Fat cells reactivate quiescent neuroblasts via TOR and glial Insulin relays in Drosophila

Many stem, progenitor and cancer cells undergo periods of mitotic quiescence from which they can be reactivated(1-5). The signals triggering entry into and exit from this reversible dormant state are not well understood. In the developing Drosophila central nervous system (CNS), multipotent self-renewing progenitors called neuroblasts(6-9) undergo quiescence in a stereotypical spatiotemporal pattern(10). Entry into quiescence is regulated by Hox proteins and an internal neuroblast timer(11-13). Exit from quiescence (reactivation) is subject to a nutritional checkpoint requiring dietary amino acids(14). Organ co-cultures also implicate an unidentified signal from an adipose/hepatic-like tissue called fat body(14). Here, we provide in vivo evidence that Slimfast amino-acid sensing and Target-of-Rapamycin (TOR) signalling(15) activate a fat-body derived signal (FDS) required for neuroblast reactivation.
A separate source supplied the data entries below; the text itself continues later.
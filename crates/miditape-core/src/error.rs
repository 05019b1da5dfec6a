//! Error types for miditape-core.

use thiserror::Error;

/// Error type for miditape-core operations.
#[derive(Error, Debug, Clone, PartialEq)]
pub enum Error {
    #[error("Invalid beat position: {0}. Must be non-negative")]
    InvalidBeat(f64),

    #[error("Invalid loop range: start={start}, end={end}")]
    InvalidLoopRange { start: u64, end: u64 },

    #[error("Invalid time signature: {numerator}/{denominator}")]
    InvalidTimeSignature { numerator: u32, denominator: u32 },

    #[error("Invalid sample rate: {0}")]
    InvalidSampleRate(f64),

    #[error("Invalid MIDI message: {0}")]
    InvalidMessage(String),
}

/// Result type alias.
pub type Result<T> = core::result::Result<T, Error>;
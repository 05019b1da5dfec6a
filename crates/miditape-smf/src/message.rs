//! Track event payloads.

use crate::error::{Error, Result};
use smallvec::SmallVec;

pub const META: u8 = 0xFF;
pub const SYSEX: u8 = 0xF0;
pub const ESCAPE: u8 = 0xF7;

pub const META_END_OF_TRACK: u8 = 0x2F;
pub const META_TEMPO: u8 = 0x51;
pub const META_TIME_SIGNATURE: u8 = 0x58;

/// Largest tempo a `FF 51` event can carry.
pub const MAX_TEMPO_US: u32 = 0xFF_FFFF;

/// Wire length (status included) of a channel or system message.
///
/// SysEx and meta events are length-prefixed in files and return `None`, as do
/// undefined statuses (`F4`, `F5`, `FD`) and data bytes.
pub fn message_length(status: u8) -> Option<usize> {
    match status {
        0x80..=0xBF | 0xE0..=0xEF => Some(3),
        0xC0..=0xDF => Some(2),
        0xF1 | 0xF3 => Some(2),
        0xF2 => Some(3),
        0xF6 | 0xF8 | 0xF9 | 0xFA | 0xFB | 0xFC | 0xFE => Some(1),
        _ => None,
    }
}

#[derive(Debug, Clone, PartialEq, Eq)]
pub enum SmfMessage {
    /// Channel, system-common or realtime message with its status byte.
    Midi(SmallVec<[u8; 3]>),
    /// `F0` event. Holds the length-prefixed payload, normally ending in `F7`.
    SysEx(Vec<u8>),
    /// `F7` escape. Holds arbitrary bytes sent as-is.
    Escape(Vec<u8>),
    Meta { kind: u8, data: Vec<u8> },
}

impl SmfMessage {
    /// Validate live wire bytes: a channel/system message or a complete SysEx.
    pub fn from_wire(bytes: &[u8]) -> Result<Self> {
        let Some(&status) = bytes.first() else {
            return Err(Error::InvalidMessage("empty message".into()));
        };
        if status == SYSEX {
            return Ok(SmfMessage::SysEx(bytes[1..].to_vec()));
        }
        match message_length(status) {
            Some(len) if len == bytes.len() => {
                if bytes[1..].iter().any(|b| *b & 0x80 != 0) {
                    return Err(Error::InvalidMessage(format!(
                        "data byte with high bit set after status 0x{status:02X}"
                    )));
                }
                Ok(SmfMessage::Midi(SmallVec::from_slice(bytes)))
            }
            Some(len) => Err(Error::InvalidMessage(format!(
                "status 0x{status:02X} needs {len} bytes, got {}",
                bytes.len()
            ))),
            None => Err(Error::InvalidMessage(format!(
                "status 0x{status:02X} cannot be sent on the wire"
            ))),
        }
    }

    pub fn end_of_track() -> Self {
        SmfMessage::Meta {
            kind: META_END_OF_TRACK,
            data: Vec::new(),
        }
    }

    /// `FF 51 03 tttttt`, microseconds per quarter note. The value must fit
    /// in 24 bits and be non-zero.
    pub fn tempo(us_per_quarter: u32) -> Result<Self> {
        if us_per_quarter == 0 || us_per_quarter > MAX_TEMPO_US {
            return Err(Error::InvalidMessage(format!(
                "tempo {us_per_quarter} us per quarter out of range (1-{MAX_TEMPO_US})"
            )));
        }
        let b = us_per_quarter.to_be_bytes();
        Ok(SmfMessage::Meta {
            kind: META_TEMPO,
            data: vec![b[1], b[2], b[3]],
        })
    }

    /// `FF 58 04 nn dd cc bb`, denominator as a power of two.
    pub fn time_signature(numerator: u8, denominator_pow2: u8) -> Self {
        SmfMessage::Meta {
            kind: META_TIME_SIGNATURE,
            data: vec![numerator, denominator_pow2, 24, 8],
        }
    }

    #[inline]
    pub fn is_meta(&self) -> bool {
        matches!(self, SmfMessage::Meta { .. })
    }

    #[inline]
    pub fn is_end_of_track(&self) -> bool {
        matches!(self, SmfMessage::Meta { kind: META_END_OF_TRACK, .. })
    }

    pub fn tempo_us(&self) -> Option<u32> {
        match self {
            SmfMessage::Meta {
                kind: META_TEMPO,
                data,
            } if data.len() >= 3 => {
                Some(u32::from_be_bytes([0, data[0], data[1], data[2]]))
            }
            _ => None,
        }
    }

    /// `(numerator, denominator)` with the denominator expanded.
    pub fn time_signature_value(&self) -> Option<(u8, u8)> {
        match self {
            SmfMessage::Meta {
                kind: META_TIME_SIGNATURE,
                data,
            } if data.len() >= 2 && data[1] < 8 => Some((data[0], 1u8 << data[1])),
            _ => None,
        }
    }

    /// Bytes as they would be sent to a MIDI port. `None` for meta events.
    pub fn wire_bytes(&self) -> Option<SmallVec<[u8; 3]>> {
        match self {
            SmfMessage::Midi(bytes) => Some(bytes.clone()),
            SmfMessage::SysEx(payload) => {
                let mut out = SmallVec::with_capacity(payload.len() + 1);
                out.push(SYSEX);
                out.extend_from_slice(payload);
                Some(out)
            }
            SmfMessage::Escape(payload) => Some(SmallVec::from_slice(payload)),
            SmfMessage::Meta { .. } => None,
        }
    }

    /// Status byte of a [`SmfMessage::Midi`] message.
    #[inline]
    pub fn status(&self) -> Option<u8> {
        match self {
            SmfMessage::Midi(bytes) => bytes.first().copied(),
            _ => None,
        }
    }
}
Downstream of the FDS, Insulin-like receptor (InR) signalling and the Phosphatidylinositol 3-Kinase (PI3K)/TOR network are required in neuroblasts for exit from quiescence. We demonstrate that nutritionally regulated glial cells provide the source of Insulin-like Peptides (Ilps) relevant for timely neuroblast reactivation but not for overall larval growth. Conversely, Ilps secreted into the hemolymph by median neurosecretory cells (mNSCs) systemically control organismal size(16-18) but do not reactivate neuroblasts. Drosophila thus contains two segregated Ilp pools, one regulating proliferation within the CNS and the other controlling tissue growth systemically. Together, our findings support a model in which amino acids trigger the cell cycle re-entry of neural progenitors via a fat body→glia→neuroblasts relay. This mechanism highlights that dietary nutrients and remote organs, as well as local niches, are key regulators of transitions in stem-cell behaviour.